The Northern California Child Development Inc. (NCCDI) is getting $15,000 to purchase equipment for sensory integration rooms for seven different NCCDI locations across the county.

At the NCCDI, they are working with kids with lots of different behaviors and disabilities and are noticing a lack of sensory interaction in children.

The spaces will include things like painting rooms, soothing colors and eventually even sensory swings.

“We are looking at soft mats and things that are really light and also heavy,” said Mellissa Owens, site supervisor. “Heavy balls that they can just use if they are really upset and if their impulses are hands-on based. It is appropriate to throw that heavy ball, but it is not appropriate for you to shove my friend to the ground."

Some classrooms already do have some makeshift sensory spaces, but the grant will help them better support kids in coping at school.
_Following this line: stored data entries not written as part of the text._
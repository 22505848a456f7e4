//! crates/shelf_aware_core/src/fixtures.rs
//!
//! The fixed in-memory dataset every view reads from.

use chrono::NaiveDate;

use crate::domain::{Book, MoodEntry, ReadingProgress, ReadingStatus, Review, Role, User};

pub const DEFAULT_COVER_URL: &str =
    "https://images.unsplash.com/photo-1543002588-bfa74002ed7e?w=400";

/// Vocabulary offered by every emotion picker.
pub const EMOTION_TAGS: [&str; 16] = [
    "Happy",
    "Sad",
    "Inspired",
    "Motivated",
    "Anxious",
    "Calm",
    "Excited",
    "Melancholic",
    "Hopeful",
    "Nostalgic",
    "Thoughtful",
    "Adventurous",
    "Romantic",
    "Thrilled",
    "Peaceful",
    "Curious",
];

/// Genres suggested by the admin "add book" form.
pub const GENRE_VOCABULARY: [&str; 15] = [
    "Biography/Memoir",
    "Military History",
    "Science/Technology",
    "Business/Economics",
    "History",
    "Nonfiction",
    "Religion/Spirituality",
    "Philosophy/Social Theory",
    "Romance",
    "Fantasy",
    "Psychology/Self-Help",
    "Science Fiction",
    "Mystery/Thriller",
    "Graphic Novel",
    "Poetry",
];

pub const BOOK_CONDITIONS: [&str; 4] = ["New", "Like New", "Good", "Fair"];

/// Everything the application knows, loaded once at startup.
#[derive(Debug, Clone)]
pub struct Library {
    pub user: User,
    pub admin: User,
    pub books: Vec<Book>,
    pub progress: Vec<ReadingProgress>,
    pub reviews: Vec<Review>,
    pub mood_history: Vec<MoodEntry>,
}

impl Library {
    pub fn seeded() -> Self {
        Self {
            user: User {
                id: "1".to_string(),
                name: "Sarah Johnson".to_string(),
                email: "sarah@example.com".to_string(),
                reputation: 4.5,
                role: Role::User,
            },
            admin: User {
                id: "admin1".to_string(),
                name: "Admin User".to_string(),
                email: "admin@shelfaware.com".to_string(),
                reputation: 5.0,
                role: Role::Admin,
            },
            books: seed_books(),
            progress: seed_progress(),
            reviews: seed_reviews(),
            mood_history: seed_mood_history(),
        }
    }
}

fn date(y: i32, m: u32, d: u32) -> NaiveDate {
    // Literal fixture dates are always valid.
    NaiveDate::from_ymd_opt(y, m, d).unwrap_or_default()
}

fn tags(values: &[&str]) -> Vec<String> {
    values.iter().map(|v| v.to_string()).collect()
}

#[allow(clippy::too_many_arguments)]
fn book(
    id: &str,
    title: &str,
    author: &str,
    cover: &str,
    genres: &[&str],
    abstract_text: &str,
    average_rating: f64,
    total_reviews: u32,
    price: f64,
    condition: &str,
) -> Book {
    Book {
        id: id.to_string(),
        title: title.to_string(),
        author: author.to_string(),
        cover: cover.to_string(),
        genres: tags(genres),
        abstract_text: abstract_text.to_string(),
        average_rating,
        total_reviews,
        price: Some(price),
        condition: Some(condition.to_string()),
    }
}

fn seed_books() -> Vec<Book> {
    vec![
        book(
            "1",
            "The Midnight Library",
            "Matt Haig",
            "https://images.unsplash.com/photo-1543002588-bfa74002ed7e?w=400",
            &["Fantasy", "Fiction"],
            "A dazzling novel about all the choices that go into a life well lived, from the internationally bestselling author of Reasons to Stay Alive and How To Stop Time.",
            4.2,
            1245,
            15.99,
            "New",
        ),
        book(
            "2",
            "Atomic Habits",
            "James Clear",
            "https://images.unsplash.com/photo-1589829085413-56de8ae18c73?w=400",
            &["Psychology/Self-Help", "Business/Economics", "Nonfiction"],
            "An Easy & Proven Way to Build Good Habits & Break Bad Ones. A supremely practical and useful book.",
            4.8,
            3421,
            18.99,
            "New",
        ),
        book(
            "3",
            "Where the Crawdads Sing",
            "Delia Owens",
            "https://images.unsplash.com/photo-1512820790803-83ca734da794?w=400",
            &["Mystery/Thriller", "Romance"],
            "A story of the forgotten corners of the world, and a girl determined to belong to no one.",
            4.5,
            2156,
            16.50,
            "Good",
        ),
        book(
            "4",
            "Educated",
            "Tara Westover",
            "https://images.unsplash.com/photo-1524995997946-a1c2e315a42f?w=400",
            &["Biography/Memoir", "Nonfiction"],
            "A memoir about a young girl who, kept out of school, leaves her survivalist family and goes on to earn a PhD from Cambridge University.",
            4.7,
            1876,
            17.99,
            "New",
        ),
        book(
            "5",
            "The Silent Patient",
            "Alex Michaelides",
            "https://images.unsplash.com/photo-1544947950-fa07a98d237f?w=400",
            &["Mystery/Thriller", "Psychology/Self-Help"],
            "A woman shoots her husband and then never speaks another word. A psychotherapist becomes obsessed with uncovering her motive.",
            4.1,
            987,
            14.99,
            "Good",
        ),
        book(
            "6",
            "Becoming",
            "Michelle Obama",
            "https://images.unsplash.com/photo-1491841573634-28140fc7ced7?w=400",
            &["Biography/Memoir", "History", "Nonfiction"],
            "An intimate, powerful, and inspiring memoir by the former First Lady of the United States.",
            4.9,
            4532,
            19.99,
            "New",
        ),
    ]
}

fn seed_progress() -> Vec<ReadingProgress> {
    vec![
        ReadingProgress {
            book_id: "1".to_string(),
            progress: 65,
            start_date: date(2026, 1, 15),
            last_read: date(2026, 2, 17),
            status: ReadingStatus::Reading,
        },
        ReadingProgress {
            book_id: "2".to_string(),
            progress: 100,
            start_date: date(2025, 12, 1),
            last_read: date(2026, 1, 10),
            status: ReadingStatus::Completed,
        },
        ReadingProgress {
            book_id: "3".to_string(),
            progress: 30,
            start_date: date(2026, 2, 1),
            last_read: date(2026, 2, 15),
            status: ReadingStatus::Reading,
        },
        ReadingProgress {
            book_id: "5".to_string(),
            progress: 0,
            start_date: date(2026, 2, 18),
            last_read: date(2026, 2, 18),
            status: ReadingStatus::WantToRead,
        },
    ]
}

fn seed_reviews() -> Vec<Review> {
    vec![
        Review {
            id: "r1".to_string(),
            user_id: "1".to_string(),
            book_id: "2".to_string(),
            rating: 5,
            emotions: tags(&["Inspired", "Motivated", "Hopeful"]),
            content: "This book completely changed my perspective on building habits. The 1% improvement philosophy is so powerful and achievable!".to_string(),
            date: date(2026, 1, 12),
            helpful: 24,
            moderated: true,
        },
        Review {
            id: "r2".to_string(),
            user_id: "1".to_string(),
            book_id: "1".to_string(),
            rating: 4,
            emotions: tags(&["Thoughtful", "Emotional", "Contemplative"]),
            content: "A beautiful exploration of life choices and regret. Made me think deeply about my own decisions.".to_string(),
            date: date(2026, 2, 10),
            helpful: 12,
            moderated: true,
        },
    ]
}

fn seed_mood_history() -> Vec<MoodEntry> {
    vec![
        MoodEntry {
            date: date(2026, 2, 18),
            mood: "Curious".to_string(),
            emotions: tags(&["Adventurous", "Excited"]),
        },
        MoodEntry {
            date: date(2026, 2, 15),
            mood: "Reflective".to_string(),
            emotions: tags(&["Thoughtful", "Calm"]),
        },
        MoodEntry {
            date: date(2026, 2, 10),
            mood: "Anxious".to_string(),
            emotions: tags(&["Stressed", "Overwhelmed"]),
        },
        MoodEntry {
            date: date(2026, 2, 5),
            mood: "Happy".to_string(),
            emotions: tags(&["Joyful", "Content"]),
        },
        MoodEntry {
            date: date(2026, 2, 1),
            mood: "Motivated".to_string(),
            emotions: tags(&["Inspired", "Determined"]),
        },
    ]
}

#[cfg(test)]
mod tests {
    use super::*;

    #[test]
    fn seeded_library_matches_the_demo_dataset() {
        let library = Library::seeded();
        assert_eq!(library.books.len(), 6);
        assert_eq!(library.progress.len(), 4);
        assert_eq!(library.reviews.len(), 2);
        assert_eq!(library.mood_history.len(), 5);
        assert_eq!(library.user.role, Role::User);
        assert_eq!(library.admin.role, Role::Admin);
        assert!(library.reviews.iter().all(|r| r.moderated));
    }

    #[test]
    fn fixture_dates_are_real_dates() {
        let library = Library::seeded();
        assert_eq!(library.progress[0].last_read, date(2026, 2, 17));
        assert_ne!(library.progress[0].last_read, NaiveDate::default());
    }
}
//! services/api/src/bin/openapi.rs
//!
//! Writes the OpenAPI document for every view and action to disk, so the
//! frontend can generate its client without starting the server.
//!
//! Usage: `openapi [OUTPUT_PATH]` (defaults to `openapi.json`).

use api_lib::web::rest::ApiDoc;
use utoipa::OpenApi;

fn main() -> Result<(), Box<dyn std::error::Error>> {
    let path = std::env::args()
        .nth(1)
        .unwrap_or_else(|| "openapi.json".to_string());

    let doc = ApiDoc::openapi();
    std::fs::write(&path, doc.to_pretty_json()?)?;
    println!(
        "OpenAPI document with {} paths written to {}",
        doc.paths.paths.len(),
        path
    );
    Ok(())
}
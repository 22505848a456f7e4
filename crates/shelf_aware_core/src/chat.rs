//! crates/shelf_aware_core/src/chat.rs
//!
//! The scripted recommendation assistant. Replies are picked by matching the
//! selected emotion tags against a few fixed genre sets.

use crate::domain::{Book, ChatMessage, ChatRole};

pub const GREETING: &str = "Hi! I'm your emotion-aware book assistant. How are you feeling today? I can help you find the perfect book based on your emotions and preferences.";

/// Used when the reader sends a message without picking any emotion.
pub const NEUTRAL_EMOTION: &str = "neutral";

const MAX_SUGGESTIONS: usize = 3;
const ABSTRACT_PREVIEW_CHARS: usize = 100;

pub fn greeting_message() -> ChatMessage {
    ChatMessage::new(ChatRole::Assistant, GREETING)
}

/// What the reader's bubble shows, or `None` when there is nothing to send.
pub fn user_message_content(message: &str, emotions: &[String]) -> Option<String> {
    if message.trim().is_empty() && emotions.is_empty() {
        return None;
    }
    if message.is_empty() {
        Some(format!("Feeling: {}", emotions.join(", ")))
    } else {
        Some(message.to_string())
    }
}

pub fn effective_emotions(emotions: &[String]) -> Vec<String> {
    if emotions.is_empty() {
        vec![NEUTRAL_EMOTION.to_string()]
    } else {
        emotions.to_vec()
    }
}

struct Mood {
    triggers: [&'static str; 2],
    genres: [&'static str; 2],
}

const COMFORT: Mood = Mood {
    triggers: ["sad", "melancholic"],
    genres: ["Fantasy", "Biography/Memoir"],
};

const MOTIVATION: Mood = Mood {
    triggers: ["motivated", "inspired"],
    genres: ["Psychology/Self-Help", "Biography/Memoir"],
};

const CURIOSITY: Mood = Mood {
    triggers: ["curious", "adventurous"],
    genres: ["Mystery/Thriller", "Science Fiction"],
};

impl Mood {
    fn triggered_by(&self, lowered: &[String]) -> bool {
        self.triggers.iter().any(|t| lowered.iter().any(|e| e == t))
    }

    fn pick<'a>(&self, books: &'a [Book]) -> Vec<&'a Book> {
        books
            .iter()
            .filter(|b| self.genres.iter().any(|g| b.has_genre(g)))
            .take(MAX_SUGGESTIONS)
            .collect()
    }
}

fn preview_line(book: &Book) -> String {
    let preview: String = book.abstract_text.chars().take(ABSTRACT_PREVIEW_CHARS).collect();
    format!("• \"{}\" by {} - {}...", book.title, book.author, preview)
}

fn preview_list(books: &[&Book]) -> String {
    books
        .iter()
        .map(|b| preview_line(b))
        .collect::<Vec<_>>()
        .join("\n\n")
}

/// Builds the assistant's reply. The first matching mood wins; the message
/// text itself does not influence the answer.
pub fn generate_response(_message: &str, emotions: &[String], books: &[Book]) -> String {
    let lowered: Vec<String> = emotions.iter().map(|e| e.to_lowercase()).collect();

    if COMFORT.triggered_by(&lowered) {
        return format!(
            "I understand you're feeling {}. Here are some books that might help:\n\n{}",
            emotions.join(", "),
            preview_list(&COMFORT.pick(books))
        );
    }

    if MOTIVATION.triggered_by(&lowered) {
        return format!(
            "Great energy! Here are some motivational reads:\n\n{}",
            preview_list(&MOTIVATION.pick(books))
        );
    }

    if CURIOSITY.triggered_by(&lowered) {
        return format!(
            "Perfect! Here are some thrilling reads for your curious mind:\n\n{}",
            preview_list(&CURIOSITY.pick(books))
        );
    }

    let suggestions = books
        .iter()
        .take(MAX_SUGGESTIONS)
        .map(|b| {
            format!(
                "• \"{}\" by {} - A {} book rated {} stars.",
                b.title,
                b.author,
                b.genres.first().map(String::as_str).unwrap_or_default(),
                b.average_rating
            )
        })
        .collect::<Vec<_>>()
        .join("\n\n");

    format!(
        "Based on your emotions ({}), I'd recommend exploring these books:\n\n{}\n\nWould you like to know more about any of these?",
        emotions.join(", "),
        suggestions
    )
}
//! crates/shelf_aware_core/src/review.rs
//!
//! Validation for the "write a review" form.

use crate::domain::Notification;

pub const MAX_RATING: u8 = 5;

/// The form as submitted. A rating of 0 means no star was picked.
#[derive(Debug, Clone, Default, PartialEq)]
pub struct ReviewDraft {
    pub rating: u8,
    pub emotions: Vec<String>,
    pub content: String,
}

/// A draft that passed validation.
#[derive(Debug, Clone, PartialEq)]
pub struct AcceptedReview {
    pub book_id: String,
    pub rating: u8,
    pub emotions: Vec<String>,
    pub content: String,
}

#[derive(Debug, Clone, PartialEq, Eq, thiserror::Error)]
pub enum ReviewRejection {
    #[error("Please select a rating")]
    MissingRating,
    #[error("Please select at least one emotion")]
    MissingEmotion,
    #[error("Rating must be between 1 and 5")]
    RatingOutOfRange(u8),
}

impl ReviewRejection {
    pub fn notification(&self) -> Notification {
        Notification::error(self.to_string())
    }
}

/// Checks the rating first, then the emotions.
pub fn validate_review(
    book_id: &str,
    draft: ReviewDraft,
) -> Result<AcceptedReview, ReviewRejection> {
    if draft.rating == 0 {
        return Err(ReviewRejection::MissingRating);
    }
    if draft.rating > MAX_RATING {
        return Err(ReviewRejection::RatingOutOfRange(draft.rating));
    }

    let emotions = dedup_tags(draft.emotions);
    if emotions.is_empty() {
        return Err(ReviewRejection::MissingEmotion);
    }

    Ok(AcceptedReview {
        book_id: book_id.to_string(),
        rating: draft.rating,
        emotions,
        content: draft.content,
    })
}

/// Toggle pickers cannot select a tag twice; collapse repeats, keep order.
pub fn dedup_tags(tags: Vec<String>) -> Vec<String> {
    let mut seen: Vec<String> = Vec::with_capacity(tags.len());
    for tag in tags {
        if !seen.contains(&tag) {
            seen.push(tag);
        }
    }
    seen
}

pub fn submitted_notification() -> Notification {
    Notification::success("Review submitted successfully!")
}

#[cfg(test)]
mod tests {
    use super::*;

    fn draft(rating: u8, emotions: &[&str]) -> ReviewDraft {
        ReviewDraft {
            rating,
            emotions: emotions.iter().map(|e| e.to_string()).collect(),
            content: "Loved it".to_string(),
        }
    }

    #[test]
    fn zero_rating_is_rejected_even_with_emotions() {
        assert_eq!(
            validate_review("1", draft(0, &["Happy"])),
            Err(ReviewRejection::MissingRating)
        );
        assert_eq!(
            validate_review("1", draft(0, &[])),
            Err(ReviewRejection::MissingRating)
        );
    }

    #[test]
    fn rating_without_emotions_is_rejected() {
        let rejection = validate_review("1", draft(4, &[])).unwrap_err();
        assert_eq!(rejection, ReviewRejection::MissingEmotion);
        assert_eq!(
            rejection.notification().message,
            "Please select at least one emotion"
        );
    }

    #[test]
    fn ratings_above_five_are_rejected() {
        assert_eq!(
            validate_review("1", draft(6, &["Calm"])),
            Err(ReviewRejection::RatingOutOfRange(6))
        );
    }

    #[test]
    fn accepted_review_collapses_repeated_tags() {
        let accepted = validate_review("3", draft(5, &["Calm", "Hopeful", "Calm"])).unwrap();
        assert_eq!(accepted.book_id, "3");
        assert_eq!(accepted.emotions, vec!["Calm", "Hopeful"]);
    }
}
"We are helping them learn how to control their behavior, calm their bodies and put themselves in a sensory surrounding to calm themselves,” said Rosie Flores-Wilfong, Head Start program director.

They are extremely grateful to the McConnell Foundation and excited to turn their vision into reality.

The Red Bluff Joint Union High School District also received $36,000 to replace theater seating for their Performing Art Center in time for the new school year.

Community Housing Improvement Program Inc. was awarded $50,000 to repair seven balconies and handles at the Brickyard Creek Apartments.

In total, the organization awarded $683,313 split between 28 different groups across Shasta, Siskiyou, Trinity, Tehama and Modoc counties.